• [WHAT IS NEEDED]
Write out exactly the lines from the start of the entries through the one that contains "use crate::error::PipelineError;", including both.
##########
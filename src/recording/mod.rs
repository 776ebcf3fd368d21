//! Recording session manager.
//!
//! Owns the lifecycle of at most one capture process at a time. The session
//! is persisted as a single JSON file created with `O_EXCL` semantics so two
//! concurrent `start` calls cannot both win, and so a separate process (a
//! status bar, another CLI invocation) can observe the session. A session
//! whose pid is no longer alive is treated as stale and discarded on the
//! next status check.

use anyhow::{Context, Result};
use chrono::{DateTime, Local, Utc};
use serde::{Deserialize, Serialize};
use std::io::Write;
use std::path::{Path, PathBuf};
use std::time::Duration;
use tracing::{debug, info, warn};

use crate::config::RecordingConfig;
use crate::error::PipelineError;

/// Persisted record of the active capture process.
#[derive(Debug, Clone, Serialize, Deserialize)]
pub struct SessionRecord {
    pub pid: i32,
    pub output_path: PathBuf,
    pub started_at: DateTime<Utc>,
}

/// Current recording state as seen by `status()`.
#[derive(Debug, Clone, PartialEq)]
pub enum RecordingStatus {
    Idle,
    Recording {
        duration: Duration,
        path: PathBuf,
    },
}

/// Outcome of `stop()`. The session is always cleared; a missing output
/// file is reported rather than treated as a hard failure.
#[derive(Debug)]
pub struct StopOutcome {
    pub output_path: PathBuf,
    pub artifact_missing: bool,
}

fn process_alive(pid: i32) -> bool {
    unsafe { libc::kill(pid, 0) == 0 }
}

/// Collect the exit status if `pid` is a zombie child of this process.
/// When the recorder outlives the CLI that spawned it, init reaps instead
/// and this is a harmless ECHILD.
fn reap(pid: i32) {
    unsafe {
        libc::waitpid(pid, std::ptr::null_mut(), libc::WNOHANG);
    }
}

/// Atomic create/read/remove of the session file.
pub struct SessionStore {
    path: PathBuf,
}

impl SessionStore {
    pub fn new(path: PathBuf) -> Self {
        Self { path }
    }

    /// Exclusive create. Fails with `AlreadyRecording` if a session file
    /// already exists.
    pub fn create(&self, record: &SessionRecord) -> Result<()> {
        if let Some(parent) = self.path.parent() {
            std::fs::create_dir_all(parent).context("Failed to create session directory")?;
        }

        let mut file = match std::fs::OpenOptions::new()
            .write(true)
            .create_new(true)
            .open(&self.path)
        {
            Ok(f) => f,
            Err(e) if e.kind() == std::io::ErrorKind::AlreadyExists => {
                return Err(PipelineError::AlreadyRecording.into());
            }
            Err(e) => return Err(e).context("Failed to create session file"),
        };

        let content = serde_json::to_string_pretty(record)
            .context("Failed to serialize session record")?;
        file.write_all(content.as_bytes())
            .context("Failed to write session record")?;
        Ok(())
    }

    pub fn read(&self) -> Result<Option<SessionRecord>> {
        if !self.path.exists() {
            return Ok(None);
        }
        let content =
            std::fs::read_to_string(&self.path).context("Failed to read session file")?;
        let record =
            serde_json::from_str(&content).context("Failed to parse session record")?;
        Ok(Some(record))
    }

    pub fn remove(&self) -> Result<()> {
        match std::fs::remove_file(&self.path) {
            Ok(()) => Ok(()),
            Err(e) if e.kind() == std::io::ErrorKind::NotFound => Ok(()),
            Err(e) => Err(e).context("Failed to remove session file"),
        }
    }
}

pub struct RecordingManager {
    store: SessionStore,
    output_dir: PathBuf,
    config: RecordingConfig,
}

impl RecordingManager {
    pub fn new(session_path: PathBuf, output_dir: PathBuf, config: RecordingConfig) -> Self {
        Self {
            store: SessionStore::new(session_path),
            output_dir,
            config,
        }
    }

    /// Start a capture process. Fails with `AlreadyRecording` when a live
    /// session exists. The session record is written as soon as the process
    /// is spawned, before it is confirmed healthy, so a mid-spawn crash is
    /// still visible on restart.
    pub fn start(&self) -> Result<SessionRecord> {
        if let RecordingStatus::Recording { .. } = self.status()? {
            return Err(PipelineError::AlreadyRecording.into());
        }

        std::fs::create_dir_all(&self.output_dir)
            .context("Failed to create recording output directory")?;

        let timestamp = Local::now().format("%Y-%m-%d-%H-%M-%S");
        let output_path = self.output_dir.join(format!("recording-{timestamp}.mp4"));

        let mut child = self.spawn_capture(&output_path)?;

        let record = SessionRecord {
            pid: child.id() as i32,
            output_path: output_path.clone(),
            started_at: Utc::now(),
        };

        if let Err(e) = self.store.create(&record) {
            // Lost the create race to a concurrent start.
            let _ = child.kill();
            let _ = child.wait();
            return Err(e);
        }

        info!(
            "Recording started (pid {}): {:?}",
            record.pid, record.output_path
        );
        Ok(record)
    }

    /// Stop the active capture process. SIGINT first for a clean container
    /// finalize, SIGKILL after the grace period. The session record is
    /// removed unconditionally once termination has been attempted.
    pub fn stop(&self) -> Result<StopOutcome> {
        let record = self
            .store
            .read()?
            .ok_or(PipelineError::NoActiveRecording)?;

        if process_alive(record.pid) {
            debug!("Sending SIGINT to capture process {}", record.pid);
            unsafe {
                libc::kill(record.pid, libc::SIGINT);
            }

            let grace = Duration::from_secs(self.config.stop_grace_seconds);
            let deadline = std::time::Instant::now() + grace;
            while process_alive(record.pid) && std::time::Instant::now() < deadline {
                std::thread::sleep(Duration::from_millis(100));
                reap(record.pid);
            }

            if process_alive(record.pid) {
                warn!(
                    "Capture process {} did not exit within {}s, killing",
                    record.pid, self.config.stop_grace_seconds
                );
                unsafe {
                    libc::kill(record.pid, libc::SIGKILL);
                }
                std::thread::sleep(Duration::from_millis(100));
                reap(record.pid);
            }
        } else {
            warn!(
                "Capture process {} already gone, clearing session",
                record.pid
            );
        }

        self.store.remove()?;

        let artifact_missing = !record.output_path.exists();
        if artifact_missing {
            warn!(
                "Recording stopped but output file is missing: {:?}",
                record.output_path
            );
        } else {
            info!("Recording saved: {:?}", record.output_path);
        }

        Ok(StopOutcome {
            output_path: record.output_path,
            artifact_missing,
        })
    }

    /// Read the current session state. A record whose process is dead is
    /// removed as a side effect and reported as `Idle`.
    pub fn status(&self) -> Result<RecordingStatus> {
        let Some(record) = self.store.read()? else {
            return Ok(RecordingStatus::Idle);
        };

        if !process_alive(record.pid) {
            warn!(
                "Stale session found (pid {} not alive), discarding",
                record.pid
            );
            self.store.remove()?;
            return Ok(RecordingStatus::Idle);
        }

        let elapsed = (Utc::now() - record.started_at).num_seconds().max(0) as u64;
        Ok(RecordingStatus::Recording {
            duration: Duration::from_secs(elapsed),
            path: record.output_path,
        })
    }

    fn spawn_capture(&self, output_path: &Path) -> Result<std::process::Child> {
        if let Some(command) = &self.config.capture_command {
            debug!("Spawning capture command: {}", command);
            return std::process::Command::new("sh")
                .arg("-c")
                .arg(command)
                .env("SCRIBA_OUTPUT", output_path)
                .stdin(std::process::Stdio::null())
                .stdout(std::process::Stdio::null())
                .stderr(std::process::Stdio::null())
                .spawn()
                .context("Failed to spawn capture command");
        }

        let ffmpeg =
            which::which("ffmpeg").context("ffmpeg not found in PATH, cannot record")?;

        let mut cmd = std::process::Command::new(ffmpeg);
        for arg in capture_args(&self.config.mic_source, detect_monitor_source().as_deref()) {
            cmd.arg(arg);
        }
        cmd.arg(output_path);

        cmd.stdin(std::process::Stdio::null())
            .stdout(std::process::Stdio::null())
            .stderr(std::process::Stdio::null())
            .spawn()
            .context("Failed to spawn ffmpeg")
    }
}

/// ffmpeg arguments for capturing the mic, merged with the system monitor
/// source when one is available. The output path is appended by the caller.
fn capture_args(mic_source: &str, monitor_source: Option<&str>) -> Vec<String> {
    let mut args: Vec<String> = vec!["-f".into(), "pulse".into(), "-i".into(), mic_source.into()];
    if let Some(monitor) = monitor_source {
        args.extend([
            "-f".into(),
            "pulse".into(),
            "-i".into(),
            monitor.into(),
            "-filter_complex".into(),
            "amerge=inputs=2".into(),
            "-ac".into(),
            "2".into(),
        ]);
    }
    args.push("-y".into());
    args
}

/// Probe PulseAudio for a monitor source so system audio can be captured
/// alongside the mic. Absence of pactl (or of a monitor) is not an error.
fn detect_monitor_source() -> Option<String> {
    let output = std::process::Command::new("pactl")
        .args(["list", "short", "sources"])
        .output()
        .ok()?;
    if !output.status.success() {
        return None;
    }
    let stdout = String::from_utf8_lossy(&output.stdout);
    stdout
        .lines()
        .find(|line| line.to_lowercase().contains("monitor"))
        .and_then(|line| line.split_whitespace().nth(1))
        .map(|name| name.to_string())
}

#[cfg(test)]
mod tests {
    use super::*;
    use tempfile::TempDir;

    // Way above any real pid_max.
    const DEAD_PID: i32 = 999_999_999;

    fn manager(dir: &TempDir) -> RecordingManager {
        let config = RecordingConfig {
            capture_command: Some("sleep 30".to_string()),
            stop_grace_seconds: 1,
            ..RecordingConfig::default()
        };
        RecordingManager::new(
            dir.path().join("session.json"),
            dir.path().join("recordings"),
            config,
        )
    }

    #[test]
    fn test_status_idle_without_session() {
        let dir = TempDir::new().unwrap();
        assert_eq!(manager(&dir).status().unwrap(), RecordingStatus::Idle);
    }

    #[test]
    fn test_start_twice_is_already_recording() {
        let dir = TempDir::new().unwrap();
        let manager = manager(&dir);

        let record = manager.start().unwrap();
        assert!(process_alive(record.pid));

        let err = manager.start().unwrap_err();
        assert!(matches!(
            err.downcast_ref::<PipelineError>(),
            Some(PipelineError::AlreadyRecording)
        ));

        manager.stop().unwrap();
    }

    #[test]
    fn test_stop_clears_session_and_reports_missing_artifact() {
        let dir = TempDir::new().unwrap();
        let manager = manager(&dir);

        let record = manager.start().unwrap();
        // "sleep" never writes the output file.
        let outcome = manager.stop().unwrap();
        assert_eq!(outcome.output_path, record.output_path);
        assert!(outcome.artifact_missing);
        assert!(!process_alive(record.pid) || {
            // SIGKILL delivery can lag; give it a moment.
            std::thread::sleep(Duration::from_millis(200));
            !process_alive(record.pid)
        });

        assert_eq!(manager.status().unwrap(), RecordingStatus::Idle);
    }

    #[test]
    fn test_stop_finds_artifact_when_present() {
        let dir = TempDir::new().unwrap();
        let manager = manager(&dir);

        let record = manager.start().unwrap();
        std::fs::write(&record.output_path, b"audio").unwrap();

        let outcome = manager.stop().unwrap();
        assert!(!outcome.artifact_missing);
        assert_eq!(outcome.output_path, record.output_path);
    }

    #[test]
    fn test_stop_without_session_is_no_active_recording() {
        let dir = TempDir::new().unwrap();
        let err = manager(&dir).stop().unwrap_err();
        assert!(matches!(
            err.downcast_ref::<PipelineError>(),
            Some(PipelineError::NoActiveRecording)
        ));
    }

    #[test]
    fn test_stale_session_self_heals() {
        let dir = TempDir::new().unwrap();
        let manager = manager(&dir);

        let store = SessionStore::new(dir.path().join("session.json"));
        store
            .create(&SessionRecord {
                pid: DEAD_PID,
                output_path: dir.path().join("recordings/recording-x.mp4"),
                started_at: Utc::now(),
            })
            .unwrap();

        assert_eq!(manager.status().unwrap(), RecordingStatus::Idle);
        // The stale record was discarded.
        assert!(store.read().unwrap().is_none());
    }

    #[test]
    fn test_session_store_exclusive_create() {
        let dir = TempDir::new().unwrap();
        let store = SessionStore::new(dir.path().join("session.json"));
        let record = SessionRecord {
            pid: DEAD_PID,
            output_path: PathBuf::from("/tmp/out.mp4"),
            started_at: Utc::now(),
        };

        store.create(&record).unwrap();
        let err = store.create(&record).unwrap_err();
        assert!(matches!(
            err.downcast_ref::<PipelineError>(),
            Some(PipelineError::AlreadyRecording)
        ));
    }

    #[test]
    fn test_capture_args_mic_only() {
        let args = capture_args("default", None);
        assert_eq!(args, vec!["-f", "pulse", "-i", "default", "-y"]);
    }

    #[test]
    fn test_capture_args_with_monitor() {
        let args = capture_args("default", Some("alsa_output.monitor"));
        assert!(args.contains(&"amerge=inputs=2".to_string()));
        assert!(args.contains(&"alsa_output.monitor".to_string()));
    }
}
##########
• [RESPONSE]
filename src/recording/mod.rs
repository 776ebcf3fd368d21
//! Recording session manager.
//!
//! Owns the lifecycle of at most one capture process at a time. The session
//! is persisted as a single JSON file created with `O_EXCL` semantics so two
//! concurrent `start` calls cannot both win, and so a separate process (a
//! status bar, another CLI invocation) can observe the session. A session
//! whose pid is no longer alive is treated as stale and discarded on the
//! next status check.

use anyhow::{Context, Result};
use chrono::{DateTime, Local, Utc};
use serde::{Deserialize, Serialize};
use std::io::Write;
use std::path::{Path, PathBuf};
use std::time::Duration;
use tracing::{debug, info, warn};

use crate::config::RecordingConfig;
use crate::error::PipelineError;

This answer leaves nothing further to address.